Stage: 1st – 2nd stage
Difficulty: Easy
Time required: 6 – 8 hours. From just before frost in the fall, or just after the frost has passed, until August.
Competency goals:
- Wonder, explore and ask questions, and connect this to your own and others' experiences.
- Present your findings and describe how you arrived at them.
Learning objectives:
- Be able to observe and record changes in the growth of garlic.
- Know how plants reproduce using bulbs.
- Know what garlic can be used for.
Concepts :
A plant, onion, leaf, clove, root, set onion, sprout, grow, observe, record.
Rating :
- Be able to draw observations of the onion and the changes in the plant during the season.
- Be able to discuss the observations.
- Could write a book about what garlic can be used for.
Equipment: Garlic cloves – either fresh or from the store, and a magnifying glass.
Area : 1 m2 bed, planter or 3 large pots.
Activity
- Get some background knowledge about onions and talk a little about them.
- Look at the different types of onions we use in cooking, cut it up and taste it
on them. Fry them and taste the taste then. - Talk about flower bulbs that are poisonous!!
- Talk about what we use onions for, i.e. to eat or plant.
- Study the garlic under a magnifying glass and draw it.
- Leave the garlic in the classroom for a week and see what happens.
with it. - Place the bulbs outdoors or in a flower box or pot. Notes
the date they were set. - Wonder with your students what is upside down on the onion. What happens
if we turn it upside down? - Observe and take pictures when the onion sprouts in the spring. Note the date of germination.
Compare with other plants in nature. How far have they come?
Calculate how long it has been since the garlic cloves were planted.
Observe and take pictures at regular intervals. Pick up one onion each time to
Look what has happened underground since last time.
Wonder with the students about what affects the timing of germination.

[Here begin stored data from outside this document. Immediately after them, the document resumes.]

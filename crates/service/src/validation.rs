//! Reference checks that run before any timesheet mutation.
//!
//! Everything here only reads from the store. A failure leaves nothing
//! staged.

use timekeep_core::error::CoreError;
use timekeep_core::references::{distinct_ids, ReferenceSet};
use timekeep_core::store::EntityStore;
use timekeep_core::types::DbId;

/// Refuse to start a mutation on a store that already holds staged work.
///
/// Commit receipts cover everything staged, so another caller's pending
/// inserts would be mistaken for this call's.
pub fn ensure_nothing_staged<S>(store: &S) -> Result<(), CoreError>
where
    S: EntityStore + ?Sized,
{
    if store.has_staged() {
        return Err(CoreError::Internal(
            "Store session already has uncommitted changes".into(),
        ));
    }
    Ok(())
}

pub async fn ensure_user_exists<S>(store: &mut S, user_id: DbId) -> Result<(), CoreError>
where
    S: EntityStore + ?Sized,
{
    if store.user_exists(user_id).await? {
        Ok(())
    } else {
        Err(CoreError::not_found("user", user_id))
    }
}

/// Fetch the distinct projects and categories named by a batch, one
/// lookup each. Unknown ids are simply absent from the result.
pub async fn load_references<S, P, C>(
    store: &mut S,
    project_ids: P,
    category_ids: C,
) -> Result<ReferenceSet, CoreError>
where
    S: EntityStore + ?Sized,
    P: IntoIterator<Item = DbId>,
    C: IntoIterator<Item = DbId>,
{
    let project_ids = distinct_ids(project_ids);
    let category_ids = distinct_ids(category_ids);

    let projects = if project_ids.is_empty() {
        Vec::new()
    } else {
        store.projects_by_ids(&project_ids).await?
    };
    let categories = if category_ids.is_empty() {
        Vec::new()
    } else {
        store.categories_by_ids(&category_ids).await?
    };

    Ok(ReferenceSet::new(projects, categories))
}

/// Make sure `refs` knows the project of every id in `project_ids`,
/// fetching the missing ones in one lookup.
pub async fn complete_projects<S>(
    store: &mut S,
    refs: &mut ReferenceSet,
    project_ids: impl IntoIterator<Item = DbId>,
) -> Result<(), CoreError>
where
    S: EntityStore + ?Sized,
{
    let missing = refs.missing_projects(&distinct_ids(project_ids));
    if !missing.is_empty() {
        refs.extend_projects(store.projects_by_ids(&missing).await?);
    }
    Ok(())
}
//! Integration tests for `ReportService`.

mod common;

use rust_decimal_macros::dec;
use timekeep_core::report::{total_time, ReportFilter};
use timekeep_service::ReportService;

use common::{day, World};

fn world_with_entries() -> World {
    let w = World::new();
    w.seed_entry(&w.bridge, &w.build, "2024-06-26", dec!(4), dec!(1));
    w.seed_entry(&w.rocket, &w.design, "2024-06-25", dec!(6), dec!(0.5));
    w.seed_entry(&w.rocket, &w.build, "2024-06-26", dec!(2), dec!(0));
    w
}

#[tokio::test]
async fn unfiltered_report_is_ordered_by_date_then_id() {
    let w = world_with_entries();
    let mut store = w.store.session();

    let rows = ReportService::generate(&mut store, &ReportFilter::default())
        .await
        .unwrap();

    let order: Vec<_> = rows
        .iter()
        .map(|r| (r.date, r.project_name.as_str(), r.category_name.as_str()))
        .collect();
    assert_eq!(
        order,
        vec![
            (day("2024-06-25"), "Rocket", "Design"),
            (day("2024-06-26"), "Bridge", "Build"),
            (day("2024-06-26"), "Rocket", "Build"),
        ]
    );
    assert!(rows.iter().all(|r| r.user_name == "Ada Lovelace"));
    assert_eq!(rows[1].time, dec!(5));
    assert_eq!(total_time(&rows), dec!(13.5));
}

#[tokio::test]
async fn client_filter_goes_through_project() {
    let w = world_with_entries();
    let mut store = w.store.session();

    let rows = ReportService::generate(
        &mut store,
        &ReportFilter {
            client_id: Some(w.client_b),
            ..Default::default()
        },
    )
    .await
    .unwrap();

    assert_eq!(rows.len(), 1);
    assert_eq!(rows[0].project_name, "Bridge");
    assert_eq!(rows[0].description, "Bridge work");
}

#[tokio::test]
async fn combined_filters_narrow_results() {
    let w = world_with_entries();
    let mut store = w.store.session();

    let rows = ReportService::generate(
        &mut store,
        &ReportFilter {
            user_id: Some(w.user.id),
            category_id: Some(w.build.id),
            start_date: Some(day("2024-06-26")),
            end_date: Some(day("2024-06-26")),
            ..Default::default()
        },
    )
    .await
    .unwrap();

    assert_eq!(rows.len(), 2);
    assert_eq!(total_time(&rows), dec!(7));
}

#[tokio::test]
async fn no_matches_gives_empty_report() {
    let w = world_with_entries();
    let mut store = w.store.session();

    let rows = ReportService::generate(
        &mut store,
        &ReportFilter {
            user_id: Some(999),
            ..Default::default()
        },
    )
    .await
    .unwrap();

    assert!(rows.is_empty());
    assert_eq!(total_time(&rows), dec!(0));
}
//! Repository for the `users` table.

use sqlx::PgPool;
use timekeep_core::models::NewUser;
use timekeep_core::types::DbId;

use crate::models::user::UserRow;

/// Column list for users queries.
const COLUMNS: &str = "id, first_name, last_name, username, password_hash, created_at, updated_at";

/// Provides lookup and insert operations for users.
pub struct UserRepo;

impl UserRepo {
    pub async fn exists(pool: &PgPool, id: DbId) -> Result<bool, sqlx::Error> {
        sqlx::query_scalar::<_, bool>("SELECT EXISTS(SELECT 1 FROM users WHERE id = $1)")
            .bind(id)
            .fetch_one(pool)
            .await
    }

    /// Find users by ID. Unknown IDs are skipped.
    pub async fn find_by_ids(pool: &PgPool, ids: &[DbId]) -> Result<Vec<UserRow>, sqlx::Error> {
        let query = format!("SELECT {COLUMNS} FROM users WHERE id = ANY($1) ORDER BY id");
        sqlx::query_as::<_, UserRow>(&query)
            .bind(ids)
            .fetch_all(pool)
            .await
    }

    pub async fn find_by_username(
        pool: &PgPool,
        username: &str,
    ) -> Result<Option<UserRow>, sqlx::Error> {
        let query = format!("SELECT {COLUMNS} FROM users WHERE username = $1");
        sqlx::query_as::<_, UserRow>(&query)
            .bind(username)
            .fetch_optional(pool)
            .await
    }

    /// Insert a user within an existing transaction, returning the created row.
    pub async fn create_in_tx(
        tx: &mut sqlx::Transaction<'_, sqlx::Postgres>,
        input: &NewUser,
    ) -> Result<UserRow, sqlx::Error> {
        let query = format!(
            "INSERT INTO users (first_name, last_name, username, password_hash)
             VALUES ($1, $2, $3, $4)
             RETURNING {COLUMNS}"
        );
        sqlx::query_as::<_, UserRow>(&query)
            .bind(&input.first_name)
            .bind(&input.last_name)
            .bind(&input.username)
            .bind(&input.password_hash)
            .fetch_one(&mut **tx)
            .await
    }
}
//! Report rows over filtered timesheet records.

use std::collections::HashMap;

use rust_decimal::Decimal;
use serde::{Deserialize, Serialize};

use crate::error::CoreError;
use crate::models::{TimesheetEntry, User};
use crate::references::ReferenceSet;
use crate::types::{DbId, Hours, WorkDate};

/// Optional filters for a report query. `None` means "do not filter".
#[derive(Debug, Clone, Default, PartialEq, Eq, Serialize, Deserialize)]
pub struct ReportFilter {
    pub user_id: Option<DbId>,
    pub client_id: Option<DbId>,
    pub project_id: Option<DbId>,
    pub category_id: Option<DbId>,
    pub start_date: Option<WorkDate>,
    pub end_date: Option<WorkDate>,
}

impl ReportFilter {
    /// Whether `entry`, whose project belongs to `client_id`, passes the filter.
    pub fn matches(&self, entry: &TimesheetEntry, client_id: DbId) -> bool {
        self.user_id.map_or(true, |id| entry.user_id == id)
            && self.client_id.map_or(true, |id| client_id == id)
            && self.project_id.map_or(true, |id| entry.project_id == id)
            && self.category_id.map_or(true, |id| entry.category_id == id)
            && self.start_date.map_or(true, |d| entry.work_date >= d)
            && self.end_date.map_or(true, |d| entry.work_date <= d)
    }
}

/// One line of a report.
#[derive(Debug, Clone, PartialEq, Eq, Serialize)]
pub struct ReportRow {
    pub date: WorkDate,
    pub user_name: String,
    pub project_name: String,
    pub category_name: String,
    pub description: String,
    /// Hours worked plus overtime.
    pub time: Hours,
}

/// Turn raw records into report rows ordered by date, then entry id.
///
/// `users` and `refs` must cover every user, project, and category the
/// entries reference.
pub fn assemble(
    entries: &[TimesheetEntry],
    users: &HashMap<DbId, User>,
    refs: &ReferenceSet,
) -> Result<Vec<ReportRow>, CoreError> {
    let mut ordered: Vec<&TimesheetEntry> = entries.iter().collect();
    ordered.sort_by_key(|e| (e.work_date, e.id));

    ordered
        .into_iter()
        .map(|e| {
            let user = users
                .get(&e.user_id)
                .ok_or(CoreError::not_found("user", e.user_id))?;
            let project = refs
                .project(e.project_id)
                .ok_or(CoreError::not_found("project", e.project_id))?;
            let category = refs
                .category(e.category_id)
                .ok_or(CoreError::not_found("category", e.category_id))?;
            Ok(ReportRow {
                date: e.work_date,
                user_name: user.full_name(),
                project_name: project.name.clone(),
                category_name: category.name.clone(),
                description: e.description.clone(),
                time: e.total_hours(),
            })
        })
        .collect()
}

/// Sum of the `time` column.
pub fn total_time(rows: &[ReportRow]) -> Hours {
    rows.iter().map(|r| r.time).fold(Decimal::ZERO, |acc, t| acc + t)
}
//! Repository for the `projects` table.

use sqlx::PgPool;
use timekeep_core::types::DbId;

use crate::models::project::{CreateProject, ProjectRow};

/// Column list for projects queries.
const COLUMNS: &str = "id, name, client_id, created_at, updated_at";

/// Provides CRUD operations for projects.
pub struct ProjectRepo;

impl ProjectRepo {
    /// Find projects by ID in one round trip. Unknown IDs are skipped.
    pub async fn find_by_ids(pool: &PgPool, ids: &[DbId]) -> Result<Vec<ProjectRow>, sqlx::Error> {
        let query = format!("SELECT {COLUMNS} FROM projects WHERE id = ANY($1) ORDER BY id");
        sqlx::query_as::<_, ProjectRow>(&query)
            .bind(ids)
            .fetch_all(pool)
            .await
    }

    /// Create a new project, returning the created row.
    pub async fn create(pool: &PgPool, input: &CreateProject) -> Result<ProjectRow, sqlx::Error> {
        let query = format!(
            "INSERT INTO projects (name, client_id)
             VALUES ($1, $2)
             RETURNING {COLUMNS}"
        );
        sqlx::query_as::<_, ProjectRow>(&query)
            .bind(&input.name)
            .bind(input.client_id)
            .fetch_one(pool)
            .await
    }
}
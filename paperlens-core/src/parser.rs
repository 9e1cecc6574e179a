//! Document parser: raw extracted text -> `ParsedDocument`.
//!
//! Works on plain document text (pages separated by form-feed characters,
//! as produced by the upstream text-extraction step). All structuring is
//! layout-heuristic: title band, author-marker lines, abstract span, and
//! canonical section windows. A parse failure is fatal for the whole
//! pipeline; missing individual sections are not.

use chrono::Utc;
use regex::Regex;
use std::collections::HashMap;
use std::path::Path;

use crate::config::ParserConfig;
use crate::error::ParseError;
use crate::patterns::truncate_chars;
use crate::types::{DocumentMetadata, ParsedDocument};

/// Sentinel title when no first-page line falls in the plausible band.
pub const UNKNOWN_TITLE: &str = "Unknown Title";
/// Sentinel author list when no author-marker line is found.
pub const UNKNOWN_AUTHORS: &str = "Unknown Authors";
/// Sentinel abstract when no marker pair is found.
pub const ABSTRACT_NOT_FOUND: &str = "Abstract not found";

/// Tokens indicating an author line, matched case-insensitively as
/// substrings.
const AUTHOR_TOKENS: &[&str] = &["author", "by", "et al"];

/// Heuristic document parser.
pub struct DocumentParser {
    config: ParserConfig,
    abstract_re: Regex,
    section_patterns: Vec<(&'static str, Regex)>,
}

impl DocumentParser {
    pub fn new(config: ParserConfig) -> Self {
        // Abstract: text bounded by an abstract marker and the next section
        // marker (multilingual, as in scanned preprints).
        let abstract_re = Regex::new(
            r"(?is)(?:abstract|摘要)(.*?)(?:introduction|引言|\n1[\s.])",
        )
        .expect("abstract pattern compiles");

        let section_patterns = vec![
            ("abstract", r"(?i)\babstract\b|摘要"),
            ("introduction", r"(?i)\bintroduction\b|引言"),
            ("methodology", r"(?i)\bmethod(?:s|ology)?\b|方法"),
            ("results", r"(?i)\bresults?\b|结果"),
            ("discussion", r"(?i)\bdiscussion\b|讨论"),
            ("conclusion", r"(?i)\bconclusions?\b|结论"),
        ]
        .into_iter()
        .map(|(name, pat)| (name, Regex::new(pat).expect("section pattern compiles")))
        .collect();

        Self {
            config,
            abstract_re,
            section_patterns,
        }
    }

    /// Parse a text file. Pages are form-feed separated.
    pub fn parse_file(&self, path: &Path) -> Result<ParsedDocument, ParseError> {
        if !path.exists() {
            return Err(ParseError::FileNotFound {
                path: path.to_path_buf(),
            });
        }
        let text = std::fs::read_to_string(path).map_err(|e| ParseError::UnreadableSource {
            message: format!("{}: {e}", path.display()),
        })?;
        self.parse_text(&text)
    }

    /// Parse raw document text. Pages are form-feed separated; a single
    /// page without separators is fine.
    pub fn parse_text(&self, text: &str) -> Result<ParsedDocument, ParseError> {
        let pages: Vec<&str> = text.split('\u{0c}').collect();
        self.parse_pages(&pages)
    }

    /// Parse pre-split per-page text.
    pub fn parse_pages(&self, pages: &[&str]) -> Result<ParsedDocument, ParseError> {
        let full_text: String = pages
            .iter()
            .map(|p| format!("{p}\n"))
            .collect::<Vec<_>>()
            .join("");

        if full_text.trim().is_empty() {
            return Err(ParseError::EmptyDocument);
        }

        let first_page_lines: Vec<&str> = pages
            .first()
            .map(|p| p.lines().map(str::trim).filter(|l| !l.is_empty()).collect())
            .unwrap_or_default();

        let metadata = DocumentMetadata {
            title: self.extract_title(&first_page_lines),
            authors: self.extract_authors(&first_page_lines),
            abstract_text: self.extract_abstract(&full_text),
            page_count: pages.len(),
            extracted_at: Utc::now(),
        };

        let sections = self.identify_sections(&full_text);

        Ok(ParsedDocument {
            metadata,
            sections,
            full_text,
        })
    }

    /// First leading line whose length lies within the plausible title band.
    fn extract_title(&self, first_page_lines: &[&str]) -> String {
        for line in first_page_lines.iter().take(self.config.title_scan_lines) {
            let len = line.chars().count();
            if len >= self.config.title_min_chars && len <= self.config.title_max_chars {
                return line.to_string();
            }
        }
        UNKNOWN_TITLE.to_string()
    }

    /// Leading lines containing an author-indicating token, capped.
    fn extract_authors(&self, first_page_lines: &[&str]) -> Vec<String> {
        let mut authors = Vec::new();
        for line in first_page_lines.iter().take(self.config.author_scan_lines) {
            let lower = line.to_lowercase();
            if AUTHOR_TOKENS.iter().any(|token| lower.contains(token)) {
                authors.push(line.to_string());
                if authors.len() == self.config.max_authors {
                    break;
                }
            }
        }
        if authors.is_empty() {
            vec![UNKNOWN_AUTHORS.to_string()]
        } else {
            authors
        }
    }

    /// Text bounded by the abstract marker and the next section marker,
    /// truncated to the configured maximum.
    fn extract_abstract(&self, full_text: &str) -> String {
        if let Some(caps) = self.abstract_re.captures(full_text) {
            if let Some(body) = caps.get(1) {
                let trimmed = body.as_str().trim();
                if !trimmed.is_empty() {
                    return truncate_chars(trimmed, self.config.abstract_max_chars).to_string();
                }
            }
        }
        ABSTRACT_NOT_FOUND.to_string()
    }

    /// First match per canonical section name -> fixed-size window from the
    /// match start. Unmatched names are absent, never an error.
    fn identify_sections(&self, full_text: &str) -> HashMap<String, String> {
        let mut sections = HashMap::new();
        for (name, pattern) in &self.section_patterns {
            if let Some(m) = pattern.find(full_text) {
                let window =
                    truncate_chars(&full_text[m.start()..], self.config.section_window_chars);
                sections.insert(name.to_string(), window.to_string());
            }
        }
        sections
    }
}

impl Default for DocumentParser {
    fn default() -> Self {
        Self::new(ParserConfig::default())
    }
}

#[cfg(test)]
mod tests {
    use super::*;
    use pretty_assertions::assert_eq;

    fn parser() -> DocumentParser {
        DocumentParser::default()
    }

    const SAMPLE: &str = "Deep Residual Learning for Image Recognition\n\
        Kaiming He, Xiangyu Zhang, by Microsoft Research\n\
        \n\
        ABSTRACT Deeper neural networks are more difficult to train. We \
        present a residual learning framework.\n\
        INTRODUCTION Deep convolutional neural networks have led to a \
        series of breakthroughs.\n\
        METHODS We reformulate the layers as learning residual functions.\n\
        RESULTS Our 152-layer residual net wins.\n\
        CONCLUSION Residual learning is effective.\n";

    #[test]
    fn test_parse_extracts_title() {
        let doc = parser().parse_text(SAMPLE).unwrap();
        assert_eq!(
            doc.metadata.title,
            "Deep Residual Learning for Image Recognition"
        );
    }

    #[test]
    fn test_title_sentinel_when_no_plausible_line() {
        // All lines are either too short or far too long
        let long = "x".repeat(300);
        let text = format!("short\nno\n{long}\nok\n");
        let doc = parser().parse_text(&text).unwrap();
        assert_eq!(doc.metadata.title, UNKNOWN_TITLE);
    }

    #[test]
    fn test_author_lines_detected() {
        let doc = parser().parse_text(SAMPLE).unwrap();
        assert_eq!(doc.metadata.authors.len(), 1);
        assert!(doc.metadata.authors[0].contains("Microsoft Research"));
    }

    #[test]
    fn test_author_sentinel() {
        let text = "A Title That Is Long Enough\nSecond line here\n";
        let doc = parser().parse_text(text).unwrap();
        assert_eq!(doc.metadata.authors, vec![UNKNOWN_AUTHORS.to_string()]);
    }

    #[test]
    fn test_abstract_bounded_by_introduction() {
        let doc = parser().parse_text(SAMPLE).unwrap();
        assert!(doc
            .metadata
            .abstract_text
            .starts_with("Deeper neural networks"));
        assert!(!doc.metadata.abstract_text.contains("breakthroughs"));
    }

    #[test]
    fn test_abstract_sentinel() {
        let text = "A Title That Is Long Enough\nJust body text with no markers.\n";
        let doc = parser().parse_text(text).unwrap();
        assert_eq!(doc.metadata.abstract_text, ABSTRACT_NOT_FOUND);
    }

    #[test]
    fn test_abstract_truncated_to_cap() {
        let body = "w ".repeat(600);
        let text = format!("Title Line Long Enough Here\nABSTRACT {body} INTRODUCTION rest\n");
        let doc = parser().parse_text(&text).unwrap();
        assert!(doc.metadata.abstract_text.chars().count() <= 500);
    }

    #[test]
    fn test_sections_present_and_windowed() {
        let doc = parser().parse_text(SAMPLE).unwrap();
        let abstract_section = doc.sections.get("abstract").unwrap();
        assert!(abstract_section.starts_with("ABSTRACT"));
        assert!(doc.sections.contains_key("introduction"));
        assert!(doc.sections.contains_key("methodology"));
        assert!(doc.sections.contains_key("results"));
        assert!(doc.sections.contains_key("conclusion"));
        // No discussion marker in the sample
        assert!(!doc.sections.contains_key("discussion"));
    }

    #[test]
    fn test_section_window_size_bound() {
        let filler = "a".repeat(5000);
        let text = format!("Title Line Long Enough Here\nINTRODUCTION {filler}\n");
        let doc = parser().parse_text(&text).unwrap();
        let intro = doc.sections.get("introduction").unwrap();
        assert_eq!(intro.chars().count(), 2000);
    }

    #[test]
    fn test_empty_document_fails() {
        let err = parser().parse_text("   \n  ").unwrap_err();
        assert!(matches!(err, ParseError::EmptyDocument));
    }

    #[test]
    fn test_missing_file_fails() {
        let err = parser()
            .parse_file(Path::new("/nonexistent/paper.txt"))
            .unwrap_err();
        assert!(matches!(err, ParseError::FileNotFound { .. }));
    }

    #[test]
    fn test_page_count_from_form_feeds() {
        let text = "Page One Title Long Enough\nbody\u{0c}page two\u{0c}page three";
        let doc = parser().parse_text(text).unwrap();
        assert_eq!(doc.metadata.page_count, 3);
        assert!(doc.full_text.contains("page three"));
    }
}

When can we know that the garlic is ripe? - Take out all the garlic right after the summer holidays. It has probably been sitting for a while.
long. Then the cloves will fall off when you pick up the onion. - The students make garlic butter and garlic oil and use this and fresh garlic in
dishes, possibly making garlic braid. - Write a book about what garlic can be used for.
- Pass the garlic clove on to the next class.
Expansion options
- Garlic is often associated with folk medicine and superstition. Research this further.
- Wonder with your students why you cry when you peel onions?
- Try to have a lit candle near where you are cleaning the onion. What happens then?
- Why do you only know the garlic spirit of a person if you yourself don't have it?
have eaten garlic. - What is garlic called in other languages?
- The skin of yellow onions and red onions can be used to color eggs for Easter, for example. The color
is not permanent.
Garlic, shallots and bulbs reproduce vegetatively – with side shoots,
while yellow onions and red onions are propagated by seed. Watch the video: How to grow garlic!